Perhaps we could experiment with trusting the present moment, accepting whatever we feel or think or see in this moment because this is what is present now. If we can take a stand here, and let go into the full texture of now, we may find that this very moment is worthy of our trust. From such experiments, conducted over and over again, may come a new sense that somewhere deep within us resides a profoundly healthy and trustworthy core, and that our intuitions, as deep resonances of the actuality of the present moment, are worthy of our trust.
Be strong then, and enter into your own body; there you have a solid place for your feet.
Think about it carefully! Don’t go off somewhere else!
Kabir says this: just throw away all thoughts of imaginary things, and stand firm in that which you are.
Jon Kabat-Zinn. Wherever you go, there you are.
* In a series of posts I call mythology Monday, I look at quotes from the work of mythologist Joseph Campbell and consider them alongside extracts from books and papers on acceptance and commitment therapy (ACT) and related publications.
The mind often replays old arguments, bringing the same feelings of anger and resentment back. Instead, we should try to recall the feelings from before these disagreements.
There was, I believed, no original thought left to have about my various confrontations, but still they turned over and over in my mind, certain phrases bubbling back up, certain moments replaying in a loop. I formulated snappy and witty rebuttals, unanswerable comebacks; I scripted and rehearsed future encounters. And this ceaseless, futile mental activity disgusted me even as I felt myself unable to stop indulging in it.
Will Wiles. The Way Inn. 2014. Fourth estate. London.
Naturally when something reminds you of pain from your past, painful thoughts and feelings are likely to show up. You can’t stop that from happening. That’s the way your brain is hardwired. But if you clutch those thoughts and feelings and refuse to let go, you turn them into a mass of seething resentment. This does not allow healing; instead it opens your wounds and pours in salt. The word “resentment” comes from the French resentir, which means “to feel again.”
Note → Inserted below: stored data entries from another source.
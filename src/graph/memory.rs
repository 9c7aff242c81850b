//! In-memory note graph
//!
//! A mutable `GraphQuery` implementation. Hosts can keep inserting or removing
//! blocks between context runs; every query reads a consistent snapshot under a lock.

use async_trait::async_trait;
use parking_lot::RwLock;
use std::collections::HashMap;

use super::refs::extract_page_references;
use super::{Block, GraphError, GraphQuery, GraphResult, Page};

#[derive(Debug, Default)]
struct GraphData {
    /// Pages by id
    pages: HashMap<String, Page>,
    /// Lowercased title -> page id
    title_index: HashMap<String, String>,
    /// Blocks by id
    blocks: HashMap<String, Block>,
    /// Insertion order of blocks, used for deterministic backlink order
    block_order: Vec<String>,
    /// Page id or block id -> ordered child block ids
    children: HashMap<String, Vec<String>>,
}

impl GraphData {
    fn page_id_for_title(&self, title: &str) -> Option<&String> {
        self.title_index.get(&title.trim().to_lowercase())
    }

    /// Id of the node a block hangs under: its parent block, or its page
    fn container_id(&self, block: &Block) -> Option<String> {
        match (&block.parent_id, &block.page_id) {
            (Some(parent), _) => Some(parent.clone()),
            (None, Some(page_id)) => self.pages.contains_key(page_id).then(|| page_id.clone()),
            (None, None) => block
                .page_title
                .as_deref()
                .and_then(|t| self.page_id_for_title(t))
                .cloned(),
        }
    }

    fn blocks_for(&self, ids: &[String]) -> Vec<Block> {
        ids.iter().filter_map(|id| self.blocks.get(id).cloned()).collect()
    }
}

/// Note graph held entirely in memory
#[derive(Debug, Default)]
pub struct MemoryGraph {
    data: RwLock<GraphData>,
}

impl MemoryGraph {
    pub fn new() -> Self {
        Self::default()
    }

    /// Insert or replace a page. Titles are unique case-insensitively.
    pub fn insert_page(&self, page: Page) {
        let mut data = self.data.write();
        data.title_index.insert(page.title.to_lowercase(), page.id.clone());
        data.children.entry(page.id.clone()).or_default();
        data.pages.insert(page.id.clone(), page);
    }

    /// Convenience for `insert_page` without a creation date
    pub fn add_page(&self, id: impl Into<String>, title: impl Into<String>) {
        self.insert_page(Page {
            id: id.into(),
            title: title.into(),
            created_at: None,
        });
    }

    /// Insert a block as the last child of its parent (or of its page).
    ///
    /// The block's page must already exist; a block with a parent id must name
    /// a block that is already present.
    pub fn insert_block(&self, mut block: Block) -> GraphResult<()> {
        let mut data = self.data.write();

        // Pin the page by id so a later title collision cannot move the block
        if block.page_id.is_none() {
            block.page_id = match &block.parent_id {
                Some(parent) => data.blocks.get(parent).and_then(|p| p.page_id.clone()),
                None => block
                    .page_title
                    .as_deref()
                    .and_then(|t| data.page_id_for_title(t))
                    .cloned(),
            };
        }

        if let Some(parent) = &block.parent_id {
            if !data.blocks.contains_key(parent) {
                return Err(GraphError::NodeNotFound(parent.clone()));
            }
        }
        let container = data.container_id(&block).ok_or_else(|| {
            GraphError::NodeNotFound(block.page_title.clone().unwrap_or_else(|| block.id.clone()))
        })?;

        if let Some(previous) = data.blocks.get(&block.id).cloned() {
            if let Some(old_container) = data.container_id(&previous) {
                if let Some(siblings) = data.children.get_mut(&old_container) {
                    siblings.retain(|id| id != &block.id);
                }
            }
        } else {
            data.block_order.push(block.id.clone());
        }

        data.children.entry(container).or_default().push(block.id.clone());
        data.children.entry(block.id.clone()).or_default();
        data.blocks.insert(block.id.clone(), block);
        Ok(())
    }

    /// Convenience for building outlines: appends a block under `parent` or the page.
    pub fn add_block(
        &self,
        page_title: &str,
        parent: Option<&str>,
        id: impl Into<String>,
        content: impl Into<String>,
    ) -> GraphResult<()> {
        let mut block = Block::new(id, content);
        block.page_title = Some(page_title.to_string());
        block.parent_id = parent.map(str::to_string);
        self.insert_block(block)
    }

    /// Replace a block's text in place
    pub fn set_block_content(&self, id: &str, content: impl Into<String>) -> GraphResult<()> {
        let mut data = self.data.write();
        let block = data
            .blocks
            .get_mut(id)
            .ok_or_else(|| GraphError::NodeNotFound(id.to_string()))?;
        block.content = content.into();
        Ok(())
    }

    /// Remove a block and all of its descendants. Returns how many blocks were removed.
    pub fn remove_block(&self, id: &str) -> usize {
        let mut data = self.data.write();
        let Some(block) = data.blocks.get(id).cloned() else {
            return 0;
        };
        if let Some(container) = data.container_id(&block) {
            if let Some(siblings) = data.children.get_mut(&container) {
                siblings.retain(|child| child != id);
            }
        }

        let mut removed = 0;
        let mut stack = vec![id.to_string()];
        while let Some(current) = stack.pop() {
            if data.blocks.remove(&current).is_some() {
                removed += 1;
            }
            if let Some(children) = data.children.remove(&current) {
                stack.extend(children);
            }
        }
        let GraphData { blocks, block_order, .. } = &mut *data;
        block_order.retain(|b| blocks.contains_key(b));
        removed
    }

    pub fn page_count(&self) -> usize {
        self.data.read().pages.len()
    }

    pub fn block_count(&self) -> usize {
        self.data.read().blocks.len()
    }
}

#[async_trait]
impl GraphQuery for MemoryGraph {
    async fn get_page_by_title(&self, title: &str) -> GraphResult<Option<Page>> {
        let data = self.data.read();
        Ok(data
            .page_id_for_title(title)
            .and_then(|id| data.pages.get(id))
            .cloned())
    }

    async fn get_block_by_id(&self, id: &str) -> GraphResult<Option<Block>> {
        Ok(self.data.read().blocks.get(id).cloned())
    }

    async fn get_children(&self, id: &str) -> GraphResult<Vec<Block>> {
        let data = self.data.read();
        Ok(data
            .children
            .get(id)
            .map(|ids| data.blocks_for(ids))
            .unwrap_or_default())
    }

    async fn get_parent(&self, id: &str) -> GraphResult<Option<Block>> {
        let data = self.data.read();
        Ok(data
            .blocks
            .get(id)
            .and_then(|b| b.parent_id.as_ref())
            .and_then(|parent| data.blocks.get(parent))
            .cloned())
    }

    async fn get_siblings(&self, id: &str) -> GraphResult<Vec<Block>> {
        let data = self.data.read();
        let Some(block) = data.blocks.get(id) else {
            return Ok(Vec::new());
        };
        let Some(container) = data.container_id(block) else {
            return Ok(Vec::new());
        };
        Ok(data
            .children
            .get(&container)
            .map(|ids| data.blocks_for(ids))
            .unwrap_or_default()
            .into_iter()
            .filter(|b| b.id != id)
            .collect())
    }

    async fn get_backlinks(&self, page_title: &str) -> GraphResult<Vec<Block>> {
        let data = self.data.read();
        let wanted = page_title.trim().to_lowercase();
        let own_page = data.page_id_for_title(page_title);

        Ok(data
            .block_order
            .iter()
            .filter_map(|id| data.blocks.get(id))
            .filter(|b| match (&b.page_id, own_page) {
                (Some(id), Some(own)) => id != own,
                _ => b
                    .page_title
                    .as_deref()
                    .map(|t| t.to_lowercase() != wanted)
                    .unwrap_or(true)
            })
            .filter(|b| {
                extract_page_references(&b.content)
                    .iter()
                    .any(|r| r.to_lowercase() == wanted)
            })
            .cloned()
            .collect())
    }
}

#[cfg(test)]
mod tests {
    use super::*;

    fn sample_graph() -> MemoryGraph {
        let graph = MemoryGraph::new();
        graph.add_page("p-rust", "Rust");
        graph.add_page("p-notes", "Notes");
        graph.add_block("Rust", None, "r1", "Ownership rules").unwrap();
        graph.add_block("Rust", Some("r1"), "r1a", "Borrowing").unwrap();
        graph.add_block("Rust", Some("r1"), "r1b", "Lifetimes").unwrap();
        graph.add_block("Notes", None, "n1", "Learning [[Rust]] this week").unwrap();
        graph.add_block("Rust", None, "r2", "See [[rust]] docs").unwrap();
        graph
    }

    #[tokio::test]
    async fn test_page_lookup_case_insensitive() {
        let graph = sample_graph();
        let page = graph.get_page_by_title("rust").await.unwrap().unwrap();
        assert_eq!(page.id, "p-rust");
        assert!(graph.get_page_by_title("missing").await.unwrap().is_none());
    }

    #[tokio::test]
    async fn test_children_parent_siblings() {
        let graph = sample_graph();

        let top: Vec<_> = graph.get_children("p-rust").await.unwrap().into_iter().map(|b| b.id).collect();
        assert_eq!(top, vec!["r1", "r2"]);

        let parent = graph.get_parent("r1a").await.unwrap().unwrap();
        assert_eq!(parent.id, "r1");
        assert!(graph.get_parent("r1").await.unwrap().is_none());

        let siblings: Vec<_> = graph.get_siblings("r1a").await.unwrap().into_iter().map(|b| b.id).collect();
        assert_eq!(siblings, vec!["r1b"]);
    }

    #[tokio::test]
    async fn test_backlinks_exclude_own_page() {
        let graph = sample_graph();
        let backlinks: Vec<_> = graph.get_backlinks("Rust").await.unwrap().into_iter().map(|b| b.id).collect();
        assert_eq!(backlinks, vec!["n1"]);
    }

    #[tokio::test]
    async fn test_render_subtree() {
        let graph = sample_graph();
        let root = graph.get_block_by_id("r1").await.unwrap().unwrap();
        let rendered = graph.render_subtree(&root, 0).await.unwrap();
        assert_eq!(rendered, "- Ownership rules\n  - Borrowing\n  - Lifetimes");
    }

    #[test]
    fn test_insert_block_requires_page() {
        let graph = MemoryGraph::new();
        let err = graph.add_block("Nowhere", None, "b1", "text").unwrap_err();
        assert!(matches!(err, GraphError::NodeNotFound(_)));
    }

    #[tokio::test]
    async fn test_blocks_stay_with_page_after_title_reuse() {
        let graph = MemoryGraph::new();
        graph.add_page("a/Note.md", "Note");
        graph.add_block("Note", None, "a1", "first in a").unwrap();
        graph.add_block("Note", None, "a2", "second in a").unwrap();

        graph.add_page("b/Note.md", "Note");
        graph.add_block("Note", None, "b1", "only in b").unwrap();

        let siblings: Vec<_> = graph.get_siblings("a1").await.unwrap().into_iter().map(|b| b.id).collect();
        assert_eq!(siblings, vec!["a2"]);
        let top: Vec<_> = graph.get_children("a/Note.md").await.unwrap().into_iter().map(|b| b.id).collect();
        assert_eq!(top, vec!["a1", "a2"]);

        let block = graph.get_block_by_id("a2").await.unwrap().unwrap();
        assert_eq!(block.page_id.as_deref(), Some("a/Note.md"));
        assert_eq!(graph.remove_block("a1"), 1);
        let top: Vec<_> = graph.get_children("a/Note.md").await.unwrap().into_iter().map(|b| b.id).collect();
        assert_eq!(top, vec!["a2"]);
    }

    #[tokio::test]
    async fn test_remove_block_removes_descendants() {
        let graph = sample_graph();
        assert_eq!(graph.remove_block("r1"), 3);
        assert_eq!(graph.block_count(), 2);
        let top: Vec<_> = graph.get_children("p-rust").await.unwrap().into_iter().map(|b| b.id).collect();
        assert_eq!(top, vec!["r2"]);
    }

    #[tokio::test]
    async fn test_set_block_content_updates_backlinks() {
        let graph = sample_graph();
        graph.set_block_content("n1", "Nothing linked").unwrap();
        assert!(graph.get_backlinks("Rust").await.unwrap().is_empty());
    }
}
When you hold on to resentment, you will relive the pain, again and again and again. In Buddhism, there’s a saying: resentment is like holding a red hot coal in order to throw it at someone else. When you hold on to hurts from the past, you cultivate feelings of anger, resentment, and revenge. These feelings hurt you, not the person who wronged you. It’s like cutting yourself with a knife and hoping that the other person bleeds.
Many of our emotional responses are a result of events in the past. Letting go of the past provides an opportunity to react differently and overcome recurring difficulties.
‘The mythological hero is the champion not of things become but of things becoming; the dragon to be slain by him is precisely the monster of the status quo: Holdfast, the keeper of the past. From obscurity the hero emerges, but the enemy is great and conspicuous in the seat of power; he is enemy, dragon, tyrant, because he turns to his own advantage the authority of his position. He is Holdfast not because he keeps the past but because he keeps.’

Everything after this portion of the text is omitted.